Por Janaína Figueiredo / O Globo
Em entrevista ao GLOBO, professor de
Harvard Steven Levitsky analisa eleições espanholas, ataques à democracia em
Israel e cenário nos EUA e América Latina
O resultado das eleições na
Espanha instalou um debate sobre o poder da extrema direita no
mundo e sua real capacidade de continuar crescendo. No país Ibérico, o radical
Vox teve pouco mais de três milhões de votos, conquistando 33 cadeiras, 19 a
menos do que nas eleições de 2019. Na visão de Steven Levitsky, coautor de
“Como as democracias morrem” e professor da Universidade Harvard, a extrema
direita está longe de ser dominante, mas está vibrante e tem a capacidade de
influenciar a agenda e os sistemas políticos.
— Não podemos falar numa onda de extrema
direita, mas podemos dizer que hoje ela está mais forte do que há uma geração —
disse Levistky em entrevista ao GLOBO.
O professor de Harvard está especialmente preocupado pela situação política nos EUA, onde acredita que o ex-presidente Donald Trump tem chances de voltar ao poder em 2024, Israel e Índia.
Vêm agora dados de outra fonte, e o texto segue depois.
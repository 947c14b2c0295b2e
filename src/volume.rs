//! The volume table: which device backs each root path, how to mount it and how to format it.

use anyhow::{anyhow, bail, Context};
use nix::errno::Errno;
use nix::mount::{mount, umount, MsFlags};
use retry::{delay::Fixed, retry};

use std::fs::{self, File};
use std::io::{BufRead, BufReader};
use std::path::Path;

use crate::exec::{CommandRunner, ShellRunner};
use crate::util::{basename, shell_quote};

/// Where the recovery image keeps its volume table
pub const FSTAB_PATH: &str = "/etc/recovery.fstab";

/// One line of the volume table
#[derive(Debug, Clone, PartialEq, Eq)]
pub struct Volume {
    pub mount_point: String,
    pub fs_type: String,
    pub device: String,
    pub device2: Option<String>,
}

impl Volume {
    /// Raw partitions are imaged, never mounted
    pub fn is_raw(&self) -> bool {
        matches!(self.fs_type.as_str(), "mtd" | "emmc")
    }

    /// The device's node name (`boot` for an MTD partition, `mmcblk0p2` for a block device)
    pub fn device_name(&self) -> &str {
        basename(&self.device)
    }
}

/// Parse `mount_point fs_type device [device2]` lines; `#` starts a comment.
pub fn parse_fstab(text: &str) -> anyhow::Result<Vec<Volume>> {
    let mut volumes = Vec::new();
    for (lineno, line) in text.lines().enumerate() {
        let line = line.split('#').next().unwrap_or("").trim();
        if line.is_empty() {
            continue;
        }

        let fields: Vec<&str> = line.split_whitespace().collect();
        let [mount_point, fs_type, device, rest @ ..] = fields.as_slice() else {
            bail!("fstab line {}: expected at least 3 fields", lineno + 1);
        };
        if !mount_point.starts_with('/') {
            bail!("fstab line {}: mount point {mount_point:?} is not absolute", lineno + 1);
        }

        volumes.push(Volume {
            mount_point: mount_point.trim_end_matches('/').to_string(),
            fs_type: fs_type.to_string(),
            device: device.to_string(),
            device2: rest.first().map(|d| d.to_string()),
        });
    }
    Ok(volumes)
}

/// Find the volume whose mount point contains `path`, preferring the longest match.
pub fn volume_for_path<'a>(volumes: &'a [Volume], path: &str) -> Option<&'a Volume> {
    volumes
        .iter()
        .filter(|v| {
            path.strip_prefix(v.mount_point.as_str())
                .is_some_and(|rest| rest.is_empty() || rest.starts_with('/'))
        })
        .max_by_key(|v| v.mount_point.len())
}

/// Is anything mounted at `mount_point`, according to a `/proc/mounts` listing?
pub fn mounted_at<R: BufRead>(listing: R, mount_point: &str) -> bool {
    listing.lines().map_while(Result::ok).any(|line| {
        let mut fields = line.split_whitespace();
        fields.nth(1) == Some(mount_point)
    })
}

/// The volume directory service: every operation is keyed by a path under some volume.
pub trait Volumes {
    /// The volume containing `path`, if there is one
    fn lookup(&self, path: &str) -> Option<&Volume>;

    fn is_mounted(&self, path: &str) -> bool;

    /// Mount the volume containing `path`, unless it already is.
    fn ensure_mounted(&mut self, path: &str) -> anyhow::Result<()>;

    /// Unmount the volume containing `path`, unless it already is.
    fn ensure_unmounted(&mut self, path: &str) -> anyhow::Result<()>;

    /// Erase the volume containing `path`, leaving it empty and unmounted.
    fn format(&mut self, path: &str) -> anyhow::Result<()>;

    fn has_volume(&self, path: &str) -> bool {
        self.lookup(path).is_some()
    }
}

/// `Volumes` backed by the kernel: real mounts, real devices.
#[derive(Debug)]
pub struct SystemVolumes {
    table: Vec<Volume>,
}

impl SystemVolumes {
    pub fn new(table: Vec<Volume>) -> Self {
        Self { table }
    }

    /// Read the volume table from an fstab file
    pub fn load<P: AsRef<Path>>(path: P) -> anyhow::Result<Self> {
        let path = path.as_ref();
        let text = fs::read_to_string(path).with_context(|| path.display().to_string())?;
        let table = parse_fstab(&text)?;
        log::info!("loaded {} volumes from {}", table.len(), path.display());
        Ok(Self::new(table))
    }

    fn volume(&self, path: &str) -> anyhow::Result<&Volume> {
        self.lookup(path)
            .ok_or_else(|| anyhow!("unknown volume for path {path}"))
    }

    /// The block device to mount for a volume
    fn mount_source(volume: &Volume) -> anyhow::Result<String> {
        if volume.fs_type == "yaffs2" {
            let index = crate::flash::mtd::lookup_index(&volume.device)?;
            Ok(crate::flash::mtd::block_device(index)
                .to_string_lossy()
                .into_owned())
        } else {
            Ok(volume.device.clone())
        }
    }

    fn mount_volume(volume: &Volume) -> anyhow::Result<()> {
        let target = Path::new(&volume.mount_point);
        if !target.is_dir() {
            fs::create_dir_all(target)?;
        }

        let source = Self::mount_source(volume)?;
        let flags = MsFlags::MS_NOATIME | MsFlags::MS_NODEV | MsFlags::MS_NODIRATIME;

        // Removable media may still be settling; only a missing device is worth waiting for
        let outcome = retry(Fixed::from_millis(100).take(10), || {
            match mount(
                Some(source.as_str()),
                target,
                Some(volume.fs_type.as_str()),
                flags,
                None::<&str>,
            ) {
                Err(errno @ (Errno::ENOENT | Errno::ENXIO)) => Err(errno),
                other => Ok(other),
            }
        })
        .unwrap_or_else(|e| Err(e.error));

        match outcome {
            // Ignore EBUSY, which indicates that the mountpoint is already mounted.
            Ok(()) | Err(Errno::EBUSY) => Ok(()),
            Err(errno) => {
                Err(errno).with_context(|| format!("mounting {source} at {}", volume.mount_point))
            }
        }
    }
}

impl Volumes for SystemVolumes {
    fn lookup(&self, path: &str) -> Option<&Volume> {
        volume_for_path(&self.table, path)
    }

    fn is_mounted(&self, path: &str) -> bool {
        let Some(volume) = self.lookup(path) else {
            return false;
        };
        match File::open("/proc/mounts") {
            Ok(file) => mounted_at(BufReader::new(file), &volume.mount_point),
            Err(e) => {
                log::warn!("cannot read /proc/mounts: {e}");
                false
            }
        }
    }

    fn ensure_mounted(&mut self, path: &str) -> anyhow::Result<()> {
        let volume = self.volume(path)?;
        if volume.is_raw() {
            bail!("{} is a raw partition and cannot be mounted", volume.mount_point);
        }
        if self.is_mounted(path) {
            return Ok(());
        }

        log::debug!("mounting {}", volume.mount_point);
        Self::mount_volume(volume)
    }

    fn ensure_unmounted(&mut self, path: &str) -> anyhow::Result<()> {
        let volume = self.volume(path)?;
        if volume.is_raw() || !self.is_mounted(path) {
            return Ok(());
        }

        log::debug!("unmounting {}", volume.mount_point);
        umount(volume.mount_point.as_str())
            .with_context(|| format!("unmounting {}", volume.mount_point))
    }

    fn format(&mut self, path: &str) -> anyhow::Result<()> {
        self.ensure_unmounted(path)?;
        let volume = self.volume(path)?.clone();

        match volume.fs_type.as_str() {
            "mtd" | "yaffs2" => {
                let mut nand = crate::flash::mtd::MtdNand::open_named(&volume.device)?;
                let erased = crate::flash::image::erase_all(&mut nand)?;
                log::info!("erased {erased} blocks of {}", volume.device);
                Ok(())
            }
            "emmc" => {
                // Raw eMMC images are overwritten in full on restore
                log::debug!("nothing to erase on raw partition {}", volume.device);
                Ok(())
            }
            fs_type => {
                let cmdline = match fs_type {
                    "vfat" => format!("mkfs.vfat {}", shell_quote(&volume.device)),
                    _ => format!(
                        "mke2fs -F -t {} {}",
                        shell_quote(fs_type),
                        shell_quote(&volume.device)
                    ),
                };
                let status = ShellRunner.run(&cmdline)?;
                if status != 0 {
                    bail!("formatting {} failed with status {status}", volume.mount_point);
                }
                Ok(())
            }
        }
    }
}

#[cfg(test)]
const TEST_FSTAB: &str = "\
# mount point   fstype   device                 [device2]
/boot           mtd      boot
/cache          yaffs2   cache
/data           ext4     /dev/block/mmcblk0p2
/sdcard         vfat     /dev/block/mmcblk1p1   /dev/block/mmcblk1
/sdcard/.android_secure  vfat  /dev/block/mmcblk1p2
";

#[test]
fn test_parse_fstab() -> anyhow::Result<()> {
    let volumes = parse_fstab(TEST_FSTAB)?;
    assert_eq!(volumes.len(), 5);
    assert_eq!(
        volumes[3],
        Volume {
            mount_point: "/sdcard".into(),
            fs_type: "vfat".into(),
            device: "/dev/block/mmcblk1p1".into(),
            device2: Some("/dev/block/mmcblk1".into()),
        }
    );
    assert!(volumes[0].is_raw());
    assert!(!volumes[1].is_raw());
    assert_eq!(volumes[2].device_name(), "mmcblk0p2");

    assert!(parse_fstab("/system ext4").is_err());
    assert!(parse_fstab("system ext4 /dev/block/mmcblk0p1").is_err());
    Ok(())
}

#[test]
fn test_volume_for_path() -> anyhow::Result<()> {
    let volumes = parse_fstab(TEST_FSTAB)?;
    let mount_point = |path| volume_for_path(&volumes, path).map(|v| v.mount_point.as_str());

    assert_eq!(mount_point("/cache"), Some("/cache"));
    assert_eq!(mount_point("/cache/recovery_config.dat"), Some("/cache"));
    assert_eq!(mount_point("/sdcard/nandroid/2024"), Some("/sdcard"));
    assert_eq!(mount_point("/sdcard/.android_secure/x"), Some("/sdcard/.android_secure"));
    assert_eq!(mount_point("/cachedir"), None);
    assert_eq!(mount_point("/system"), None);
    Ok(())
}

#[test]
fn test_mounted_at() {
    let listing = "\
rootfs / rootfs rw 0 0
/dev/block/mtdblock4 /cache yaffs2 rw,nodev,noatime 0 0
/dev/block/mmcblk1p1 /sdcard vfat rw 0 0
";
    assert!(mounted_at(listing.as_bytes(), "/cache"));
    assert!(mounted_at(listing.as_bytes(), "/sdcard"));
    assert!(!mounted_at(listing.as_bytes(), "/data"));
}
Na América Latina, acrescentou, "as pessoas estão zangadas com o status quo”, e isso se expressa, por exemplo, com crescimento do pinochetismo no Chile.
Os principais trechos seguem abaixo:
Nas eleições espanholas, a extrema direita,
representada pelo partido Vox, não teve o desempenho esperado. Quando falamos
sobre extrema direita globalmente, é possível ver uma tendência?
Cada eleição, em cada país, tem uma
dinâmica diferente. Cada candidato é diferente, existem questões domésticas, e
por isso não podemos nos surpreender quando alguns candidatos de extrema
direita vão bem, e outros não tanto. Mas, sim, vemos algumas tendências. Nos
países mais desenvolvidos, na Europa Ocidental e nos Estados
Unidos, o principal combustível para o crescimento e fortalecimento
da extrema direita é o impacto da imigração. No caso da Espanha, há 25
anos o Vox não existia e a imigração explica, em parte, seu crescimento. No
mundo, a extrema direita não é maioria, ela pode ter 15% ou 30% de apoio, mas
está vibrante. Não podemos falar numa onda de extrema direita, mas podemos
dizer que hoje ela está mais forte do que há uma geração.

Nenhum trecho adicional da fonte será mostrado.